> _AIM OF THE EXERCISE_
Set down again exactly the lines of the listing below that fall between the line holding "leaderboard = state.store.leaderboard(session.quiz_id).await?;" and the line holding "quiz: everyone who", inclusive.

SOURCE DATA START

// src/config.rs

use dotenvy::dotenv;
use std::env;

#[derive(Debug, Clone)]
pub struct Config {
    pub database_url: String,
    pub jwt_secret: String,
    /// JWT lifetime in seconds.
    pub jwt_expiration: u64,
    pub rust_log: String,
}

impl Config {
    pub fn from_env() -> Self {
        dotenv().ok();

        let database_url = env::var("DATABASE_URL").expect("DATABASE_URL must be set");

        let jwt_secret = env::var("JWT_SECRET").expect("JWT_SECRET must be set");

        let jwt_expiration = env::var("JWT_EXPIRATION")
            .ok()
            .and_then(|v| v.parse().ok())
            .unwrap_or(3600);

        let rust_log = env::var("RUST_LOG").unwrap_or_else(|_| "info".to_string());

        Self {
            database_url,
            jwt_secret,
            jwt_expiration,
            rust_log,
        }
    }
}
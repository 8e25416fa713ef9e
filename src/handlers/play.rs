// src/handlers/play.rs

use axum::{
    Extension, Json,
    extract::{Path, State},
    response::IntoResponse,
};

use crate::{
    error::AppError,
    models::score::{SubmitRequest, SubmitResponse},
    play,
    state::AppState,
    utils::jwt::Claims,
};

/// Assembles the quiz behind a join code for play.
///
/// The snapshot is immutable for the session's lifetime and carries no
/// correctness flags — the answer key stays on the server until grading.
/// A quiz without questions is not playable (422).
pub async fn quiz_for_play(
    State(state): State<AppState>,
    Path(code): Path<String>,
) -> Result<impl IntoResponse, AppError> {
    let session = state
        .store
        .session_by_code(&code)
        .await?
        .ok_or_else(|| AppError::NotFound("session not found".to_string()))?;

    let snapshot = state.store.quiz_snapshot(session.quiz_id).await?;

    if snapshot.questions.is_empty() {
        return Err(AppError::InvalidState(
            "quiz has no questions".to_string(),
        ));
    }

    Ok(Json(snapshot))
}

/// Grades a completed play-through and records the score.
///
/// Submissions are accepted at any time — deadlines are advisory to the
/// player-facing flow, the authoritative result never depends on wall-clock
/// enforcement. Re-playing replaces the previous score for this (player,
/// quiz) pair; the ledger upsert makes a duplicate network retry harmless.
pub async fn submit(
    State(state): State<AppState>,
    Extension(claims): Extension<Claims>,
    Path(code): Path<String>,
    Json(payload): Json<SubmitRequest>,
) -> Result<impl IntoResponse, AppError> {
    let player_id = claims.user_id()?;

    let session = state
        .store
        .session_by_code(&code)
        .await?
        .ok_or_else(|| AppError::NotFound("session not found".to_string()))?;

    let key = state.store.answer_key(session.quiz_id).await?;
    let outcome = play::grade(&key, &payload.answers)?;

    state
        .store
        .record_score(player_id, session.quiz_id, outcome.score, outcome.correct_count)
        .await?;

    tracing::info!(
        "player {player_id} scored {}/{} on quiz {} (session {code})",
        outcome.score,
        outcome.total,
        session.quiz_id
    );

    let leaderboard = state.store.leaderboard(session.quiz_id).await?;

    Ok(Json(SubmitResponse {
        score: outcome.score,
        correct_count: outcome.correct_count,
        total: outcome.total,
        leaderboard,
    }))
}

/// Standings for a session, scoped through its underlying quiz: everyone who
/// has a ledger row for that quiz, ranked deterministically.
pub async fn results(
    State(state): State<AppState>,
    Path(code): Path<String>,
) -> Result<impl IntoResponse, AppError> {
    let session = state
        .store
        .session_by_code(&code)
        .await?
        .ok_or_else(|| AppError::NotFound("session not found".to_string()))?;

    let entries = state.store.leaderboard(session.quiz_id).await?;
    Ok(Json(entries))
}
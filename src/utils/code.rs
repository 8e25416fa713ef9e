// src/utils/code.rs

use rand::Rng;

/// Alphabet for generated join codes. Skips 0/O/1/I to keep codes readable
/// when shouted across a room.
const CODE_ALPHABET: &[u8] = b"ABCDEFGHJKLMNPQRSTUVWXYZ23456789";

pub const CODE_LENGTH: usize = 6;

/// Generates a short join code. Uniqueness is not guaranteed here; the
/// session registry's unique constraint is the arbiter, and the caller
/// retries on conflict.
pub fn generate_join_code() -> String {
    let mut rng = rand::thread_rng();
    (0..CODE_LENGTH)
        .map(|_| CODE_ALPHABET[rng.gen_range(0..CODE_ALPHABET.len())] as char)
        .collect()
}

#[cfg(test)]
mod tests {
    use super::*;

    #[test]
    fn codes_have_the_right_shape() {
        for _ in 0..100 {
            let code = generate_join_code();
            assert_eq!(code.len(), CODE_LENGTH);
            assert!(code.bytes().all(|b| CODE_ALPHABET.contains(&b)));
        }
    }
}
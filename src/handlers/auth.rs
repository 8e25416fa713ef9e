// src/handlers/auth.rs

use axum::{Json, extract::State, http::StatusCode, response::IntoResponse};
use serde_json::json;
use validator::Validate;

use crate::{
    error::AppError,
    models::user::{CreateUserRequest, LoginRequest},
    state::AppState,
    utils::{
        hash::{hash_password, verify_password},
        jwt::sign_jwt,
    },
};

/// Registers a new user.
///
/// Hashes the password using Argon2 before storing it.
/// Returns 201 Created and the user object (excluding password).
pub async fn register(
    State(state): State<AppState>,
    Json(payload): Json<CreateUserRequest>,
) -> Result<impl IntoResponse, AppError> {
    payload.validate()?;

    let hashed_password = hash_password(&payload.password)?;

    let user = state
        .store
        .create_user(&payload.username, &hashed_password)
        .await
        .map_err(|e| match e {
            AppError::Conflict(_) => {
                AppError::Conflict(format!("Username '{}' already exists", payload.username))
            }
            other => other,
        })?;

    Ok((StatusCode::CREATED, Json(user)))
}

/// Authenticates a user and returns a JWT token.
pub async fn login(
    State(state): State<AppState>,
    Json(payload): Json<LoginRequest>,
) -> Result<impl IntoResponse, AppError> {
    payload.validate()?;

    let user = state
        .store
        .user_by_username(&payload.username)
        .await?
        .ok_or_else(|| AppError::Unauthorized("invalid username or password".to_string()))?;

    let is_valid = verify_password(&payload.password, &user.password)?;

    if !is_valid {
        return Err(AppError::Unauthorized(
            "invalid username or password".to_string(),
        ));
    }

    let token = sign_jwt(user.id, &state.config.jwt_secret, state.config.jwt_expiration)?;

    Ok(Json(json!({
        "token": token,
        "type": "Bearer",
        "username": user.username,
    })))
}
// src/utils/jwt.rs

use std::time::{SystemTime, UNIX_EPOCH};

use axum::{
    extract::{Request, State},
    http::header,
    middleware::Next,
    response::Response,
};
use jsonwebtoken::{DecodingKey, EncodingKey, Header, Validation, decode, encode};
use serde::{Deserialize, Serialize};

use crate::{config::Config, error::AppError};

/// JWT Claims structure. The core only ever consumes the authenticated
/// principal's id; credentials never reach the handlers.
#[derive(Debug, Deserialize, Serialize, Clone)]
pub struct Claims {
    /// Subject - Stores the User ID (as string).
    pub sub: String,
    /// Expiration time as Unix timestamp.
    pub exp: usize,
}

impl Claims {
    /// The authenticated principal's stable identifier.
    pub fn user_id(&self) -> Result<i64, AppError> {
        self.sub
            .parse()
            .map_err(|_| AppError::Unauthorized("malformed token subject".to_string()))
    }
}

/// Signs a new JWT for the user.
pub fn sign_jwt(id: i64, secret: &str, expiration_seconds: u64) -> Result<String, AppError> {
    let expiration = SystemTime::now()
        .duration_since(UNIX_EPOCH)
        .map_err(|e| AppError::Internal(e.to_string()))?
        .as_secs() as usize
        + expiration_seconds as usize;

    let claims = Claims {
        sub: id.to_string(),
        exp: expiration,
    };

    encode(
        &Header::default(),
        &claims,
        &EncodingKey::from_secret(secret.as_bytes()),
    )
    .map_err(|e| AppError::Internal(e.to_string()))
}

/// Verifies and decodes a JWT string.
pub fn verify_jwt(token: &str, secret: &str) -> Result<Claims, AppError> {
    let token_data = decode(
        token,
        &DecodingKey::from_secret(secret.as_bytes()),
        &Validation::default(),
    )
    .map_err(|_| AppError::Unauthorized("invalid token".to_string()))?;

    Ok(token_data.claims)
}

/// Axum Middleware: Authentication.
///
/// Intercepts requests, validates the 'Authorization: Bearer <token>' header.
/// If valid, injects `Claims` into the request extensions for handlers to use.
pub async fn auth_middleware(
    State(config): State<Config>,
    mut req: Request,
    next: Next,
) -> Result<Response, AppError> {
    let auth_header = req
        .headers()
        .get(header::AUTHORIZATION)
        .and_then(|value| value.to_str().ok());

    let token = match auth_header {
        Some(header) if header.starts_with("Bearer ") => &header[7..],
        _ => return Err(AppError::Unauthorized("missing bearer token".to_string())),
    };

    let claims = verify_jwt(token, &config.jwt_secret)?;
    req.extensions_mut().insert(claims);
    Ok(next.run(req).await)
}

SOURCE DATA END
SOURCE DATA START

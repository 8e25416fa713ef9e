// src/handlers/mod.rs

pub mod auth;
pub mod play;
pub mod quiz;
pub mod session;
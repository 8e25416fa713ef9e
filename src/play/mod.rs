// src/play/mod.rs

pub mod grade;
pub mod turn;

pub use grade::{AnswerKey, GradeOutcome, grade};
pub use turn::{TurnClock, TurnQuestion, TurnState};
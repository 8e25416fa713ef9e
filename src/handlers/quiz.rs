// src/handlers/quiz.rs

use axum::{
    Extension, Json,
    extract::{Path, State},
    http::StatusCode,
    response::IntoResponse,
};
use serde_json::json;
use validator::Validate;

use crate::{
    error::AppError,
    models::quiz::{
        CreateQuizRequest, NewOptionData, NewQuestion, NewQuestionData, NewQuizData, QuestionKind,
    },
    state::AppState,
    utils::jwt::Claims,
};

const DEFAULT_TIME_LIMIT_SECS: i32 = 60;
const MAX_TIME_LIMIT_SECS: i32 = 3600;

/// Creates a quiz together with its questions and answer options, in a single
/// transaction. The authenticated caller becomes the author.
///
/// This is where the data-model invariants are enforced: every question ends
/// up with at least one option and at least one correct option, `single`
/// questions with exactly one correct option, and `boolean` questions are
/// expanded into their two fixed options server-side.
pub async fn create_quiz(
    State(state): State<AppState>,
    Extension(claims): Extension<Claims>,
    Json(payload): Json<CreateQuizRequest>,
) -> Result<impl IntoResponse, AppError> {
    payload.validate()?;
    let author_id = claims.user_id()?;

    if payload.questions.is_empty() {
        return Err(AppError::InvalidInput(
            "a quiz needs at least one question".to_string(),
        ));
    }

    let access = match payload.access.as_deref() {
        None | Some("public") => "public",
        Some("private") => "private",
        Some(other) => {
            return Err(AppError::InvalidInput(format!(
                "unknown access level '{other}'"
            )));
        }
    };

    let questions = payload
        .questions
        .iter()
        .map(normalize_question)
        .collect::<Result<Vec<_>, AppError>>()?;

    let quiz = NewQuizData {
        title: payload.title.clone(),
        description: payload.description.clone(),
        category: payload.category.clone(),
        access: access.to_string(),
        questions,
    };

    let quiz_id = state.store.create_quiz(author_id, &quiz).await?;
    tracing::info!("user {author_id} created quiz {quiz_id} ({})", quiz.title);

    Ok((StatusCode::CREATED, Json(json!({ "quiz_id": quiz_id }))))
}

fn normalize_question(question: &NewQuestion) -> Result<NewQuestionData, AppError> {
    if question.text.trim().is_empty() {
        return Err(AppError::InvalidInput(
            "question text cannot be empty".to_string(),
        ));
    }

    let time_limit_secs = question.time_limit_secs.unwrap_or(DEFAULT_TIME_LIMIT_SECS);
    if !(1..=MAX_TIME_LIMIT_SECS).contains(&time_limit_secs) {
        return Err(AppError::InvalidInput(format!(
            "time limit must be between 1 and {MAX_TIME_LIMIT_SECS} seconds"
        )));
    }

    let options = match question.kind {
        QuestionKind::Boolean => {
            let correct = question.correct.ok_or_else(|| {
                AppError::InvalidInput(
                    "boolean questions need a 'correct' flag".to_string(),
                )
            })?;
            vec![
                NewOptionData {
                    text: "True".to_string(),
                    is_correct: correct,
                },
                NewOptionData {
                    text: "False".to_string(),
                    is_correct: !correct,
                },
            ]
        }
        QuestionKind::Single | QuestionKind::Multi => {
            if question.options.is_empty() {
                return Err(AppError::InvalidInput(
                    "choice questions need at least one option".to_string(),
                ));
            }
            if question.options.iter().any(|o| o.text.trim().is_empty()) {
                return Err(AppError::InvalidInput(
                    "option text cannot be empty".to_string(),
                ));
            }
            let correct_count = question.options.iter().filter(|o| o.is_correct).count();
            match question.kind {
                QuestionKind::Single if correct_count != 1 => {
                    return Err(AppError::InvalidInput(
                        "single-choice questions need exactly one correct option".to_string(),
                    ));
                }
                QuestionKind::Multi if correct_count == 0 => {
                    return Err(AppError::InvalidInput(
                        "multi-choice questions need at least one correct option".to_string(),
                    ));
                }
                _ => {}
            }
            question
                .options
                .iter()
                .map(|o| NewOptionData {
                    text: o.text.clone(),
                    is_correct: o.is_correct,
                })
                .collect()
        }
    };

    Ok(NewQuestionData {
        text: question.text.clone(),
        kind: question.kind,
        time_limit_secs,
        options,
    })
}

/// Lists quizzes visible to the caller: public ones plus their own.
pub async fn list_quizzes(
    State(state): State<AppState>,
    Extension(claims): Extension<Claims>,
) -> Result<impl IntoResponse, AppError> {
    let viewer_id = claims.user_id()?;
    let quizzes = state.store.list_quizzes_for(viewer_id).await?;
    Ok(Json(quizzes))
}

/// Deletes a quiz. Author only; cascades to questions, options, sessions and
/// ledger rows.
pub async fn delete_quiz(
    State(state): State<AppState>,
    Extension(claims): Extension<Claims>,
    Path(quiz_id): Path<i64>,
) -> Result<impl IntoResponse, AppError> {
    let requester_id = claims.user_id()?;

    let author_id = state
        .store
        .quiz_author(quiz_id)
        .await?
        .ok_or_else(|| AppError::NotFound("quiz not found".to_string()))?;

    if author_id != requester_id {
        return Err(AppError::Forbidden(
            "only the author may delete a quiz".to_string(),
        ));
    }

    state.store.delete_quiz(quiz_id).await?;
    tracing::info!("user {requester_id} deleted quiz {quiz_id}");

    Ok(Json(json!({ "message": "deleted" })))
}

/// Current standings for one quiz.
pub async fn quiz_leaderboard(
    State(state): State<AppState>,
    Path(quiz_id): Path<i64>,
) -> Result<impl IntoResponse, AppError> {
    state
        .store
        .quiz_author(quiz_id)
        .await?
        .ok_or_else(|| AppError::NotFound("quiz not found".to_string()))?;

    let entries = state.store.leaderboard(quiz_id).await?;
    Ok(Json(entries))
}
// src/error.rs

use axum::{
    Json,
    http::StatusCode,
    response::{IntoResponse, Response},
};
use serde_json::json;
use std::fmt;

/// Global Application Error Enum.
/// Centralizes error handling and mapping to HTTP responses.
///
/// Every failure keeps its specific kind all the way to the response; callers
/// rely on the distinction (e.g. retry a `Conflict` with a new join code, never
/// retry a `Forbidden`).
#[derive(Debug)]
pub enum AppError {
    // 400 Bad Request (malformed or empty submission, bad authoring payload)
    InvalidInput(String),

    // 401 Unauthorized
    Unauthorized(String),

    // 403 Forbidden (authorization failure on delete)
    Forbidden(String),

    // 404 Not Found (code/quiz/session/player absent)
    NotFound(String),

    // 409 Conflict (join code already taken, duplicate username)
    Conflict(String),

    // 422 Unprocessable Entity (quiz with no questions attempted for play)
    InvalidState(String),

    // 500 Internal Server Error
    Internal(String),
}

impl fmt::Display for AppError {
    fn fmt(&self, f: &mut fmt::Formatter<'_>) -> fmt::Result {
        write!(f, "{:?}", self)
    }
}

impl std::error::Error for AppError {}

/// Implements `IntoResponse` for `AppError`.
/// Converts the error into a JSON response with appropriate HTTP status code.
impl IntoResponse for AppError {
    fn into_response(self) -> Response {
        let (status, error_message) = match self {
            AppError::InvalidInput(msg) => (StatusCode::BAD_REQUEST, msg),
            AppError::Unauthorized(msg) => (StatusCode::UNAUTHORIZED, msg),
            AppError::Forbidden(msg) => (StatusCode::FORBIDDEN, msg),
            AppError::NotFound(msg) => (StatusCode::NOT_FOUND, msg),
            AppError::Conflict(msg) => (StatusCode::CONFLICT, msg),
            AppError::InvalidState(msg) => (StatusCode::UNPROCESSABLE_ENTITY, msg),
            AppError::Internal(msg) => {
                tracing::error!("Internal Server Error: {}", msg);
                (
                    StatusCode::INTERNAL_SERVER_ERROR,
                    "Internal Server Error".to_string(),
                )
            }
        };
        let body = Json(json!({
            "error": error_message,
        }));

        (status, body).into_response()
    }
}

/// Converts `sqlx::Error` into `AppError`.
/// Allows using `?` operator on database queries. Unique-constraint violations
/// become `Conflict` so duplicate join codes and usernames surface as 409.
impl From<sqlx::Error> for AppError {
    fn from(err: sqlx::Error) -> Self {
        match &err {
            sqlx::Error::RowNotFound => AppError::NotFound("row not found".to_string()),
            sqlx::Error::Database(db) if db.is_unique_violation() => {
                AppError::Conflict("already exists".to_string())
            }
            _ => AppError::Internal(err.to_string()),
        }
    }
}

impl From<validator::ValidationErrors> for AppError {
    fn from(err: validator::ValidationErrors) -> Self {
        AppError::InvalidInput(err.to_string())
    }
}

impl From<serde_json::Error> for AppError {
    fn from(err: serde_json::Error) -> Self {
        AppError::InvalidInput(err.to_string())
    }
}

SOURCE DATA END
SOURCE DATA START

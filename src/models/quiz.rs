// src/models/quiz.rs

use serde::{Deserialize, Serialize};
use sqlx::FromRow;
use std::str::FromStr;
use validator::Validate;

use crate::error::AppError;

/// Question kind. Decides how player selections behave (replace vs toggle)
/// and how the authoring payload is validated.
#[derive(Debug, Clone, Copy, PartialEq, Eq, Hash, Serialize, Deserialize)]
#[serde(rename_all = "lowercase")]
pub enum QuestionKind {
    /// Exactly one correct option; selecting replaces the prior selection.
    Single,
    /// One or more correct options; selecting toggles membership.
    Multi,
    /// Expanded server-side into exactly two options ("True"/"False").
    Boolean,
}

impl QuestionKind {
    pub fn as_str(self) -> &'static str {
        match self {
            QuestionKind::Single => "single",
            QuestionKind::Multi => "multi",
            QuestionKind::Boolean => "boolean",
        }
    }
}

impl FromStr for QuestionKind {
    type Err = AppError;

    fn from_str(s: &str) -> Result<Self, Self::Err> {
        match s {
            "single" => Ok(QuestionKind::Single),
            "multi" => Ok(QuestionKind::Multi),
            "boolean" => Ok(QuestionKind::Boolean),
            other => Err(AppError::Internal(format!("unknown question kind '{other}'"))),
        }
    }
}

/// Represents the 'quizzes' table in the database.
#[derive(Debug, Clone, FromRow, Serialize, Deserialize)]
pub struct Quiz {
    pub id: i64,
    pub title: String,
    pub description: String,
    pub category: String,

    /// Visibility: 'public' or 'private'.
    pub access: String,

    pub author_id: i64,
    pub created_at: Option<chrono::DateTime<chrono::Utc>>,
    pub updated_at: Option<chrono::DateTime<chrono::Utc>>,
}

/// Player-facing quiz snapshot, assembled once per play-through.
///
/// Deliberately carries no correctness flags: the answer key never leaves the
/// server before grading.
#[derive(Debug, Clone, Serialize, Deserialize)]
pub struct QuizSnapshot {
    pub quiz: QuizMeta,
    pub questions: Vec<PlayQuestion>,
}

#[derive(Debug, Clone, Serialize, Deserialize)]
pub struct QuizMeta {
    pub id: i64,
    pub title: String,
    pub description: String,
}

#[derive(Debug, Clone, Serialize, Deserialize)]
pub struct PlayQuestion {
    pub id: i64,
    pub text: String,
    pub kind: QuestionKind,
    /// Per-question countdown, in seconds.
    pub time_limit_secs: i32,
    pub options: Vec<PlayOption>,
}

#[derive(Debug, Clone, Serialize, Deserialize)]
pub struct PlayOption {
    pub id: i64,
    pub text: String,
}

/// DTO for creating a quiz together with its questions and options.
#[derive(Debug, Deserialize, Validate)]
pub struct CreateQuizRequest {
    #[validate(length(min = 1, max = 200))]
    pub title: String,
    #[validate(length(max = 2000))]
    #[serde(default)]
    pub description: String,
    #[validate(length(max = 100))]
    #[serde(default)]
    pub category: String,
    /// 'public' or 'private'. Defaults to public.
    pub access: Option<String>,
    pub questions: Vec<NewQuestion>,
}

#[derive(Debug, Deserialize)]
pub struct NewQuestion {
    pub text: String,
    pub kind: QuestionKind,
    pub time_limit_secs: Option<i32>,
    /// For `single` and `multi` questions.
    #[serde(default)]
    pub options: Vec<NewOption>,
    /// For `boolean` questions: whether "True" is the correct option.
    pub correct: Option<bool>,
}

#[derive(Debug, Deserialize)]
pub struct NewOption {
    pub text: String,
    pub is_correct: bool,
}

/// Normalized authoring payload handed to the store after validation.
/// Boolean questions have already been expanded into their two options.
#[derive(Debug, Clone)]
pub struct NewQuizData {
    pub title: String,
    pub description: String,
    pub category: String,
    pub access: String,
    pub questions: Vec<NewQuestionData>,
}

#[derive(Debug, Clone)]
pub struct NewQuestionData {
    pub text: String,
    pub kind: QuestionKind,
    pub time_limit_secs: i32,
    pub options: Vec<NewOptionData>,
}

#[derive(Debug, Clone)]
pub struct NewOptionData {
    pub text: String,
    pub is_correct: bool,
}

SOURCE DATA END

> _EXERCISE OUTPUT_
    let leaderboard = state.store.leaderboard(session.quiz_id).await?;

    Ok(Json(SubmitResponse {
        score: outcome.score,
        correct_count: outcome.correct_count,
        total: outcome.total,
        leaderboard,
    }))
}

/// Standings for a session, scoped through its underlying quiz: everyone who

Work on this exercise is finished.